I continued prospecting the remainder of the narrow braid, but when I reached the very top, I crossed the upstream tip of the island and approached the nice deep pool and riffles bordered by a huge vertical rock wall on the south side of the river. I committed to experiment with streamer fishing, and this was my moment to pursue it. It was around 1:30PM, as I studied my fleece wallet and the messy flap that contained an assortment of streamers. I had decent success with classic bucktail and feather wing streamers, the gray ghost and Mickey Finn, in Iceland, so I gravitated to that style. Unfortunately the versions that I tied, when I first started fly tying, unraveled or lost bucktail fibers, but I did notice an Edson Tiger Light, that I tied in the same early stages of my fly tying career. The Edson Tiger light contained the same red and yellow bucktails as the Mickey Finn, so I plucked it from the fleece and knotted it to my line.
I began to cast across the current to the vertical rock wall, and on the fifth cast and strip I felt a bump and then stripped and hooked a ten inch brown trout. Although I was expecting more size, I was quite pleased with my streamer success story. After I covered the lower half of the area, I waded up the river for ten feet, so that I was positioned across from the upper portion of the riffle, where the river deflected off the large rock. I threw some long casts across the current, and on the third pass I felt a solid shock, and I made another strip and connected with a fish. I immediately knew this was a bit larger, and sure enough, when the fish rested in my net, I inspected a chunky thirteen inch brown trout. It was a thrill to earn success on the Edson tiger light, a fly that I tied thirty-five years ago, when my skills were in their infancy.

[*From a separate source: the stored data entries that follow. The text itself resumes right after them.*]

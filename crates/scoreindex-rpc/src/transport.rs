//! The `RpcTransport` trait: what the event source needs from a node connection.

use async_trait::async_trait;
use serde_json::Value;
use std::sync::Arc;

use crate::error::TransportError;
use crate::request::{JsonRpcRequest, JsonRpcResponse};

/// Async JSON-RPC transport.
///
/// Object-safe, so it can be stored as `Arc<dyn RpcTransport>`. Implementations
/// are expected to enforce their own request timeout; callers never cancel an
/// in-flight request.
#[async_trait]
pub trait RpcTransport: Send + Sync {
    /// Send a single request and return the raw response.
    async fn send(&self, req: JsonRpcRequest) -> Result<JsonRpcResponse, TransportError>;

    /// Endpoint identifier for logs.
    fn url(&self) -> &str;

    /// Call `method` and return its `result`, mapping an RPC error object to
    /// [`TransportError::Rpc`].
    async fn call(&self, id: u64, method: &str, params: Value) -> Result<Value, TransportError> {
        let resp = self.send(JsonRpcRequest::new(id, method, params)).await?;
        resp.into_result().map_err(TransportError::Rpc)
    }
}

#[async_trait]
impl<T: RpcTransport + ?Sized> RpcTransport for Arc<T> {
    async fn send(&self, req: JsonRpcRequest) -> Result<JsonRpcResponse, TransportError> {
        (**self).send(req).await
    }

    fn url(&self) -> &str {
        (**self).url()
    }
}

#[cfg(test)]
mod tests {
    use super::*;
    use crate::request::JsonRpcError;
    use serde_json::json;

    struct Echo;

    #[async_trait]
    impl RpcTransport for Echo {
        async fn send(&self, req: JsonRpcRequest) -> Result<JsonRpcResponse, TransportError> {
            if req.method == "fail" {
                return Ok(JsonRpcResponse {
                    jsonrpc: "2.0".into(),
                    id: Value::from(req.id),
                    result: None,
                    error: Some(JsonRpcError {
                        code: -32601,
                        message: "Method not found".into(),
                        data: None,
                    }),
                });
            }
            Ok(JsonRpcResponse::ok(req.id, req.params))
        }

        fn url(&self) -> &str {
            "mock://echo"
        }
    }

    #[tokio::test]
    async fn call_returns_result() {
        let transport: Arc<dyn RpcTransport> = Arc::new(Echo);
        let v = transport.call(1, "echo", json!({ "a": 1 })).await.unwrap();
        assert_eq!(v, json!({ "a": 1 }));
        assert_eq!(transport.url(), "mock://echo");
    }

    #[tokio::test]
    async fn call_maps_rpc_error() {
        let err = Echo.call(1, "fail", Value::Null).await.unwrap_err();
        assert!(matches!(err, TransportError::Rpc(ref e) if e.code == -32601));
    }
}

I crossed the river to the north bank and worked my way upstream and cherry picked a few spots with deep troughs, but the river structure was not very conducive to streamer fishing. When I reached my original crossing point, I crossed back to the side of the river near the highway, and I ambled along the path to the top of the wide and deep pool below where my car was parked. I maneuvered the Edson tiger through some very attractive deep riffles and runs to no avail, and then I moved upstream thirty yards to a gorgeous shelf pool. Once again the trout were not kind to me, so I searched my fleece wallet once again and replaced the Edson tiger with an articulated streamer with dumbbell eyes and a clump of rust colored marabou. This fly was quite heavy, and I worked it diligently for fifteen minutes, but the trout were not interested.
By 3:00PM I was bored and weary, so I climbed the bank and returned to the Santa Fe and ended my day of fly fishing. Six trout was a rather anemic quantity; however, I landed a thirteen inch and fifteen inch brown. so that was rewarding. Catching two trout on the classic bucktail was another highlight of the day, and I definitely plan to construct more classic streamers and bucktails this winter. With my improved tying skills I look forward to this challenge.